### Directions
From the entries that follow, list every line in which the string "async" appears.

### Records supplied
------------------------
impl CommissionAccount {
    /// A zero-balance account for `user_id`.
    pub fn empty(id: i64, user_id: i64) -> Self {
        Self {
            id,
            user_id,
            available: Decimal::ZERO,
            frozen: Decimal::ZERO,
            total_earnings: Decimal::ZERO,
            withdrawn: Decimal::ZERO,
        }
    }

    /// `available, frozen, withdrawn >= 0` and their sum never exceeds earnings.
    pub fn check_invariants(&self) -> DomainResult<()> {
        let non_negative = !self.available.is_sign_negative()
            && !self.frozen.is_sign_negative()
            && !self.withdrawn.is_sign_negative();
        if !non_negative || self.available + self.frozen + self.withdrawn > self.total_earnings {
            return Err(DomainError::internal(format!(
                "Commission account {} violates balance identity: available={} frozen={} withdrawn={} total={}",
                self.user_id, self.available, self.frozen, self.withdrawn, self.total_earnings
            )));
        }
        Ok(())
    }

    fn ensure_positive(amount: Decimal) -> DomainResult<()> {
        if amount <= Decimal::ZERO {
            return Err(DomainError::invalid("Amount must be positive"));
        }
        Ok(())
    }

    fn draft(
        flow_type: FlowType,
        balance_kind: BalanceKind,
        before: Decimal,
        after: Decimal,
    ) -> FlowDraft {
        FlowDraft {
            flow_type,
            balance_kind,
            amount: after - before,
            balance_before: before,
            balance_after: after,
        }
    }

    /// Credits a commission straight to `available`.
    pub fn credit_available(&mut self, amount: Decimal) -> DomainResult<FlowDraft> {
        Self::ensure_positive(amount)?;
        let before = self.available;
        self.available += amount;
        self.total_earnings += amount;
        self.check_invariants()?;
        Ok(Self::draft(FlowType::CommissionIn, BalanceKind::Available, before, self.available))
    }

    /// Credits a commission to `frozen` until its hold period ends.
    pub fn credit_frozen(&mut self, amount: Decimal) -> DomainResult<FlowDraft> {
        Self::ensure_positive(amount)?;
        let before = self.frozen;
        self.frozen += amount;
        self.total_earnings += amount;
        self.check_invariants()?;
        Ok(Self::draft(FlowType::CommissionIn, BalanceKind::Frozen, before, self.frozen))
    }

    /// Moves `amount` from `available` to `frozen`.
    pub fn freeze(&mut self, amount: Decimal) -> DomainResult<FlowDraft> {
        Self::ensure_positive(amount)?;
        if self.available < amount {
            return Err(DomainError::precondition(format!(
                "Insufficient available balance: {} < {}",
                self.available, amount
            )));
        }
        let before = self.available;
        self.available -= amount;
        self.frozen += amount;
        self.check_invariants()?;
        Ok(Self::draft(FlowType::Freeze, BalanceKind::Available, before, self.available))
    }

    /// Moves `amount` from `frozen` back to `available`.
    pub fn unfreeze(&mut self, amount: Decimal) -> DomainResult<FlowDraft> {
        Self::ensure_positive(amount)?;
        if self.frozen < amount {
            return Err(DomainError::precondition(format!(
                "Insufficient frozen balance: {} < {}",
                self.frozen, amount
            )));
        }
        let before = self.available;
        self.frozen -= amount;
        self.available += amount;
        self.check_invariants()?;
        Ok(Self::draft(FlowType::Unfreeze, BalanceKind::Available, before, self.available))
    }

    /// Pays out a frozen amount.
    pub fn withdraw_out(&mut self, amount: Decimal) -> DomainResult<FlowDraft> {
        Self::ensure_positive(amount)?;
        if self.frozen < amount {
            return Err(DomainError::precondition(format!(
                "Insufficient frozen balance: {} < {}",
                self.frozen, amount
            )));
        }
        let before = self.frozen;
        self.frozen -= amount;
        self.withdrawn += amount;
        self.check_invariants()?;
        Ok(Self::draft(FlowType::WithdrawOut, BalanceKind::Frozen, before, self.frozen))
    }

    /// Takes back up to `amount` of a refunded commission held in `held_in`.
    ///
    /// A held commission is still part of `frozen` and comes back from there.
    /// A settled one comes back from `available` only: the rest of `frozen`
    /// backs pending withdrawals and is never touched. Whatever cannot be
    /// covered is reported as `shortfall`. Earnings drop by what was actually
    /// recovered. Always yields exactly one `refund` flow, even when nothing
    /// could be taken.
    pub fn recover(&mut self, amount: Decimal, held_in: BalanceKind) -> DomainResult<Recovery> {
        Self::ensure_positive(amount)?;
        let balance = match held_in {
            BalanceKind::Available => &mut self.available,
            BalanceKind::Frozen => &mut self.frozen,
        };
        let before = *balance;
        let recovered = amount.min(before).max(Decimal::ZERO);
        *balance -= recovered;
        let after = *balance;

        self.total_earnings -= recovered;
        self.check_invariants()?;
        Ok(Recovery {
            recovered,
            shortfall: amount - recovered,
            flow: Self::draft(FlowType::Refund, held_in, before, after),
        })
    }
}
------------------------
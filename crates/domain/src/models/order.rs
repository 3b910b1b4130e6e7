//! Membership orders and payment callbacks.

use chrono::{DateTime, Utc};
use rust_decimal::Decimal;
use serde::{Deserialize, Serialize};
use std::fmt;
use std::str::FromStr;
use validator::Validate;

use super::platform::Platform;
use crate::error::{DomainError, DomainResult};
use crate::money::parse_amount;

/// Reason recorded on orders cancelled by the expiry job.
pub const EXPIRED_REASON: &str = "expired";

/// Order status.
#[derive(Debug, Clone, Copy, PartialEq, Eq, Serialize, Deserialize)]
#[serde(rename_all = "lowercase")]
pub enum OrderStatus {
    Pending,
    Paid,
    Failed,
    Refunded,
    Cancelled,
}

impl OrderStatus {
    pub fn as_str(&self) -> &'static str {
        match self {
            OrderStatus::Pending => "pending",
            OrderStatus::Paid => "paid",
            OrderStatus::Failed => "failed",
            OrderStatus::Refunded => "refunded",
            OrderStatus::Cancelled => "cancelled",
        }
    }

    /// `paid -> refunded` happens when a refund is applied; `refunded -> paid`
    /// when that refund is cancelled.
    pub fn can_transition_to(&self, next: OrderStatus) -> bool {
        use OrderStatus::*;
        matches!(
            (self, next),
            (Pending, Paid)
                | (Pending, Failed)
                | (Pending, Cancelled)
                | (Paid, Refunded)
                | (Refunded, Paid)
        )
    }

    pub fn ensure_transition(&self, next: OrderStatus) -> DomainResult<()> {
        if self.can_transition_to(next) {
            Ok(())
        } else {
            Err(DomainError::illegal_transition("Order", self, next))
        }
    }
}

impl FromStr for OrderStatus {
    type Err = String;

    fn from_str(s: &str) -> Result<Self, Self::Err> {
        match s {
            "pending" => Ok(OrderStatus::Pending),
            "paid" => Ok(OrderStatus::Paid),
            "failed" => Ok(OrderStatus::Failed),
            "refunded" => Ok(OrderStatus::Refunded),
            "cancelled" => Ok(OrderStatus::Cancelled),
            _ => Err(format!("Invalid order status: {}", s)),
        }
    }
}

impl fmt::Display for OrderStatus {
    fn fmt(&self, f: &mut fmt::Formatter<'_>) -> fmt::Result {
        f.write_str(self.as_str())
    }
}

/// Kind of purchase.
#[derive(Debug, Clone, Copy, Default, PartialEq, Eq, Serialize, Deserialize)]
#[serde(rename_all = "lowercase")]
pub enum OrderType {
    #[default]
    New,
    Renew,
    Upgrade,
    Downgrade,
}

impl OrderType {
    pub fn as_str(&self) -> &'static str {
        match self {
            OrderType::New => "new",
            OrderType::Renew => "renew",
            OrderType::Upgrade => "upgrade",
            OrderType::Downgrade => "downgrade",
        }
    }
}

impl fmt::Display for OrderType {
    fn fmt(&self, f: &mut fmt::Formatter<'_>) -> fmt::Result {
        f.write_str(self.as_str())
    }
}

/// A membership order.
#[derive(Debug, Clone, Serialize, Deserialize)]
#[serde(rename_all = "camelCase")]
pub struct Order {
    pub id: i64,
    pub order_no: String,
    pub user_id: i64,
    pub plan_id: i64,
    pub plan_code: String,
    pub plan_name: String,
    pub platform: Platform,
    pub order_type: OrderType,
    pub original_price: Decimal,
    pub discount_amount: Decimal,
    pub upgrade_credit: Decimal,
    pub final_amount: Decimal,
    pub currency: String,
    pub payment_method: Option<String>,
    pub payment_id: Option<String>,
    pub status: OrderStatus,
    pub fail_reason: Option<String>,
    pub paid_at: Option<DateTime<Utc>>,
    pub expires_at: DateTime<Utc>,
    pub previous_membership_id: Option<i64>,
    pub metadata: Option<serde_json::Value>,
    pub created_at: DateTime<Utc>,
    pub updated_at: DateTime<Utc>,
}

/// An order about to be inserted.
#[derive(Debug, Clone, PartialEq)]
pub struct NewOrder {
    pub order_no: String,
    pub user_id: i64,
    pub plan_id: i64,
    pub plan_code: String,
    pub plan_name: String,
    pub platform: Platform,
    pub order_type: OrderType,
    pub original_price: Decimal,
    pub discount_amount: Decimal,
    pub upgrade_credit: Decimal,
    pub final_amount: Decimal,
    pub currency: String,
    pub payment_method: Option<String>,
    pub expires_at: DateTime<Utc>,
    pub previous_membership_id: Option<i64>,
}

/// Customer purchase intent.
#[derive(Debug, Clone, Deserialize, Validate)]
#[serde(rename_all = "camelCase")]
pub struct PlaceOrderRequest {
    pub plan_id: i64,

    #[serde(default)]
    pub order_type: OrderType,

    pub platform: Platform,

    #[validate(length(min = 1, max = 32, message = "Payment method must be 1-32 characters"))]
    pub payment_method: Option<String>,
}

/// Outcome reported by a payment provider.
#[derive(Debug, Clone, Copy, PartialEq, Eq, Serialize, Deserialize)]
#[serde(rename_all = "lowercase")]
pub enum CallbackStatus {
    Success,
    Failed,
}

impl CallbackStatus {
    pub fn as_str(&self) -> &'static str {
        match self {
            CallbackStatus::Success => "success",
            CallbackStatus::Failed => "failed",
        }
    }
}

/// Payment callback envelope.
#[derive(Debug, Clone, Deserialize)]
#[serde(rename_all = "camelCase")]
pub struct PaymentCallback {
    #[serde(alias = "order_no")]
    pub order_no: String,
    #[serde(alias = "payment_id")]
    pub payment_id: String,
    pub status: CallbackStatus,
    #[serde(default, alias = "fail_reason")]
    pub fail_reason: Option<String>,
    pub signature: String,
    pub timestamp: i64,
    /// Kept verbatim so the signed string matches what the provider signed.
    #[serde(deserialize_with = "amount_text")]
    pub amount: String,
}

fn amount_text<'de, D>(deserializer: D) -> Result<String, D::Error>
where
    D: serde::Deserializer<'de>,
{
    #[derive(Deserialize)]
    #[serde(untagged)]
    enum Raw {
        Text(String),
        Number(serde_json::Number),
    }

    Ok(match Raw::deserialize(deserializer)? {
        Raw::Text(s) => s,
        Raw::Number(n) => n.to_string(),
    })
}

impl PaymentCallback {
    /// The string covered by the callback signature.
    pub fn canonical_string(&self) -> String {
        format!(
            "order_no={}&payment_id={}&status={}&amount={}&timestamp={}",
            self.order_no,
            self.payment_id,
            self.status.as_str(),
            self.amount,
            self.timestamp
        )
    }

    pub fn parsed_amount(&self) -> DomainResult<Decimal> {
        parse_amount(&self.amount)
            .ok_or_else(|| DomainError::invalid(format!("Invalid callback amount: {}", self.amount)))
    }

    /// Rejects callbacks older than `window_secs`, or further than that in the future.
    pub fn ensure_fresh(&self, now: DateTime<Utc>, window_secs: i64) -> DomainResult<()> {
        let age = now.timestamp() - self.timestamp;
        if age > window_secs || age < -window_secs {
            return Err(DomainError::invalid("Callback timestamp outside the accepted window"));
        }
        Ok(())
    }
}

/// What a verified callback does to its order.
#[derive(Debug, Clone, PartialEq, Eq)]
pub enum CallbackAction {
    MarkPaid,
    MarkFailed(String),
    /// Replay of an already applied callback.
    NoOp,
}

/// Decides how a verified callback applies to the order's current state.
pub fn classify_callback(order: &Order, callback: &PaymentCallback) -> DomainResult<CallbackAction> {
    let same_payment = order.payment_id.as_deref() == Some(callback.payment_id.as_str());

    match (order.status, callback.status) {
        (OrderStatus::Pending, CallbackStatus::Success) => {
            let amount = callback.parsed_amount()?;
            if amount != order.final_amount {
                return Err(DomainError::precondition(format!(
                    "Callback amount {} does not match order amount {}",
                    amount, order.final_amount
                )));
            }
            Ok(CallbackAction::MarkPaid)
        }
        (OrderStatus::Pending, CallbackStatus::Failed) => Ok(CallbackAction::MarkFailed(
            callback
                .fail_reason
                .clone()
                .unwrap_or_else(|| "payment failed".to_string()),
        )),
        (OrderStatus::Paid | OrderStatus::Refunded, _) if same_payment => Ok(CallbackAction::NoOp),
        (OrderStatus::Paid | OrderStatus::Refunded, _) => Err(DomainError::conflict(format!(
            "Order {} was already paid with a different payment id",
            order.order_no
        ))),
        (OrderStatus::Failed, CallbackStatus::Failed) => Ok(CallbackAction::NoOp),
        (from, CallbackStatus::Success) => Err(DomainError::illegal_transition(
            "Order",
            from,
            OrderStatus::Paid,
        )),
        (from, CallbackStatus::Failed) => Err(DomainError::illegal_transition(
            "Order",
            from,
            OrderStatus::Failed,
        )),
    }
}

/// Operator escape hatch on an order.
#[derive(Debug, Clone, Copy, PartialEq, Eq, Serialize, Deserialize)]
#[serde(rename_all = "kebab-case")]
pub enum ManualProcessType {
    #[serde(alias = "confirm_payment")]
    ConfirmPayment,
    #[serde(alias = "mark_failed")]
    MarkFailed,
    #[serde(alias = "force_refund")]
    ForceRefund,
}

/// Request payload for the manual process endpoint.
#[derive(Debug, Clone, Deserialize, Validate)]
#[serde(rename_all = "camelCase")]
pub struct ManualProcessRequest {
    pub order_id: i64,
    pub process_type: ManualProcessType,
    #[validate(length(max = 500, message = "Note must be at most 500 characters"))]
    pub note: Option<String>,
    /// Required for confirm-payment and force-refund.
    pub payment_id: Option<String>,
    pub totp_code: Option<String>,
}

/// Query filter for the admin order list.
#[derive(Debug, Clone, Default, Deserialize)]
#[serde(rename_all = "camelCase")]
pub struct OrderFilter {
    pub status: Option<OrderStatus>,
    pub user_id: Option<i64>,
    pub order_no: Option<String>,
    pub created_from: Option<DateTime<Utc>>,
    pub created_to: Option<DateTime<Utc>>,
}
------------------------
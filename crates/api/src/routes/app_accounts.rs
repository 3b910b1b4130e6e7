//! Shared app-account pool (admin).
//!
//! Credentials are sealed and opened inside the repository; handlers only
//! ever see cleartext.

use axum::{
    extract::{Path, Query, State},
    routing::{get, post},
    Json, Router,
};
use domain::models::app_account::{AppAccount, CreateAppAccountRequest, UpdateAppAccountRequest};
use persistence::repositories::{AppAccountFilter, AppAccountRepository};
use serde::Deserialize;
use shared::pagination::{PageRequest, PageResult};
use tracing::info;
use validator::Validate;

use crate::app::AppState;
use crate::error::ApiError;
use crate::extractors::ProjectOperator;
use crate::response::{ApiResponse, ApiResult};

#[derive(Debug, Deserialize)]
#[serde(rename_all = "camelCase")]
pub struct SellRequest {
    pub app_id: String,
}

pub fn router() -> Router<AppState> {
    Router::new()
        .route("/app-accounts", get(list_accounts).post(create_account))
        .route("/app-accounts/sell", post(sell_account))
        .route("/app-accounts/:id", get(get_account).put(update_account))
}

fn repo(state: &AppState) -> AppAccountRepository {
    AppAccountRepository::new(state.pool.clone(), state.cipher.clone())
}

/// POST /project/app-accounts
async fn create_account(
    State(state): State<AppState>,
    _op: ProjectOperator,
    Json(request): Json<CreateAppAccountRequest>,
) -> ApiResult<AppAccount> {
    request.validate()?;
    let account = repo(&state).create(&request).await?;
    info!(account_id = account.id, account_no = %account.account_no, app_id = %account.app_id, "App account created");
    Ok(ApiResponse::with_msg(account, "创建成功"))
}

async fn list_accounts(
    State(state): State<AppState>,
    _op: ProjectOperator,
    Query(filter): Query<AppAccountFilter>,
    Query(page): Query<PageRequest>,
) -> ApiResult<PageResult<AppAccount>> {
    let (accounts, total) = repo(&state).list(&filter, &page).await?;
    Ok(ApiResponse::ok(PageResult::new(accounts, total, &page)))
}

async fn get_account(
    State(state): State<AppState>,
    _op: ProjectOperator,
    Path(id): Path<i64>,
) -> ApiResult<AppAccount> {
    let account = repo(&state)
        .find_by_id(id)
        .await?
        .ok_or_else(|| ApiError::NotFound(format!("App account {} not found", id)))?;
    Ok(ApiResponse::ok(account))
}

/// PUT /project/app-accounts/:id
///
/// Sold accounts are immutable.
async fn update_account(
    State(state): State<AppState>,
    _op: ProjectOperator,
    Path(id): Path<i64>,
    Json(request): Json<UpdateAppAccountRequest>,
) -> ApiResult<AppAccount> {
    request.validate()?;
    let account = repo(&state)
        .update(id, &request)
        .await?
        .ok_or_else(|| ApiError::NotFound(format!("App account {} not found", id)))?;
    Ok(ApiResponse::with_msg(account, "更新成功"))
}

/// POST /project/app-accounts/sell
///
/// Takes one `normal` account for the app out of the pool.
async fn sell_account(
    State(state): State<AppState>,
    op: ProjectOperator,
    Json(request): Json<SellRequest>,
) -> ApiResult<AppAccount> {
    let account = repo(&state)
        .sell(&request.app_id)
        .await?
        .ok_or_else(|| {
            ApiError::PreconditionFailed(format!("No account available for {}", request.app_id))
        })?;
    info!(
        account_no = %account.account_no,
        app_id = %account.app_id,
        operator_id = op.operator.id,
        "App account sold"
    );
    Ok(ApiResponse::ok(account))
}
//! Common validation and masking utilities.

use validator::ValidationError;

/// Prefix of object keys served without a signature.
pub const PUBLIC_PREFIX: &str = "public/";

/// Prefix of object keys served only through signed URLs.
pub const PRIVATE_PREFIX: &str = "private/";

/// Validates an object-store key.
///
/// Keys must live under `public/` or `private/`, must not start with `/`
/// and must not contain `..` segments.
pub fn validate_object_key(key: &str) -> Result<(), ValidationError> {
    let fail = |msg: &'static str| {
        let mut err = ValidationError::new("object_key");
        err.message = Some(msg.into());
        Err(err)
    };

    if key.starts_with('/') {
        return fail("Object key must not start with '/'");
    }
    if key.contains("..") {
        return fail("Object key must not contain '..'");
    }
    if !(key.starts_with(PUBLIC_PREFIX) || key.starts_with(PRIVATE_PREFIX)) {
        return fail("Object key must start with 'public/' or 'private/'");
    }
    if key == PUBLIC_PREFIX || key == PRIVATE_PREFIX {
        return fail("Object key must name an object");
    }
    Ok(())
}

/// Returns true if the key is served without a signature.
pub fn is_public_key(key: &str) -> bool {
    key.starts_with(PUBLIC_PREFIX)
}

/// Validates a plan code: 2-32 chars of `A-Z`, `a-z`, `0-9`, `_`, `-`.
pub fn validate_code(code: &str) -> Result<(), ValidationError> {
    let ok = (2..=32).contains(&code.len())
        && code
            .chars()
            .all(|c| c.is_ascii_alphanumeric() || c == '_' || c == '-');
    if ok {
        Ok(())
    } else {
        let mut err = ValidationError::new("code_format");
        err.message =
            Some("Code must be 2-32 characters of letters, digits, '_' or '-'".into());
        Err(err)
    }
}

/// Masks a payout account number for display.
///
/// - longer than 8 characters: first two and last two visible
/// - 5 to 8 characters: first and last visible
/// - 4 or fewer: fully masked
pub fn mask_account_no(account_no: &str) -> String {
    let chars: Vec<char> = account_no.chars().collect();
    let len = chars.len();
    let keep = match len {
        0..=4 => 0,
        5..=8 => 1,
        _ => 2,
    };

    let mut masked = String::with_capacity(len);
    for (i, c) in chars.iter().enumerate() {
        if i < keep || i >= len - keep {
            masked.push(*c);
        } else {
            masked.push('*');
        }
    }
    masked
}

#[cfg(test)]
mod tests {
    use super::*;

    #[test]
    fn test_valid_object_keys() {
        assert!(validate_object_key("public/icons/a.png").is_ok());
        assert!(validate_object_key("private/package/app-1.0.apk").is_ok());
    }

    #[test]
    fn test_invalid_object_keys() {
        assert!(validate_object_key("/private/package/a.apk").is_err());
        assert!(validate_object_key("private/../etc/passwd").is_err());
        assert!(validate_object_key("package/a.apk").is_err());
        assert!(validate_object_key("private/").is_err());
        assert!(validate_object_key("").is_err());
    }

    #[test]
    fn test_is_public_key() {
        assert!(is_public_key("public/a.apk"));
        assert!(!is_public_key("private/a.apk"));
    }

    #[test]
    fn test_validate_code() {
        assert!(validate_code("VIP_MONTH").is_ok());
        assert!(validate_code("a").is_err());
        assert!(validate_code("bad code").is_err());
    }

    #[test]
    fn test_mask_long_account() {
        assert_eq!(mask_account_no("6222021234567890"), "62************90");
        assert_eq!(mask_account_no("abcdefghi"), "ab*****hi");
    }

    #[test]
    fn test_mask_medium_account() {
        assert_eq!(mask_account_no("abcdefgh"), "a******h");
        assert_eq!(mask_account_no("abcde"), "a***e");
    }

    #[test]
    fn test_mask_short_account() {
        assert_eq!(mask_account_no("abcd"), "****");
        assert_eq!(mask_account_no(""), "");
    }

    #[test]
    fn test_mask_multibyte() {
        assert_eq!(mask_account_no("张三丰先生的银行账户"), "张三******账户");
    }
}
------------------------
### Solution to the problem
async fn create_account(
async fn list_accounts(
async fn get_account(
async fn update_account(
async fn sell_account(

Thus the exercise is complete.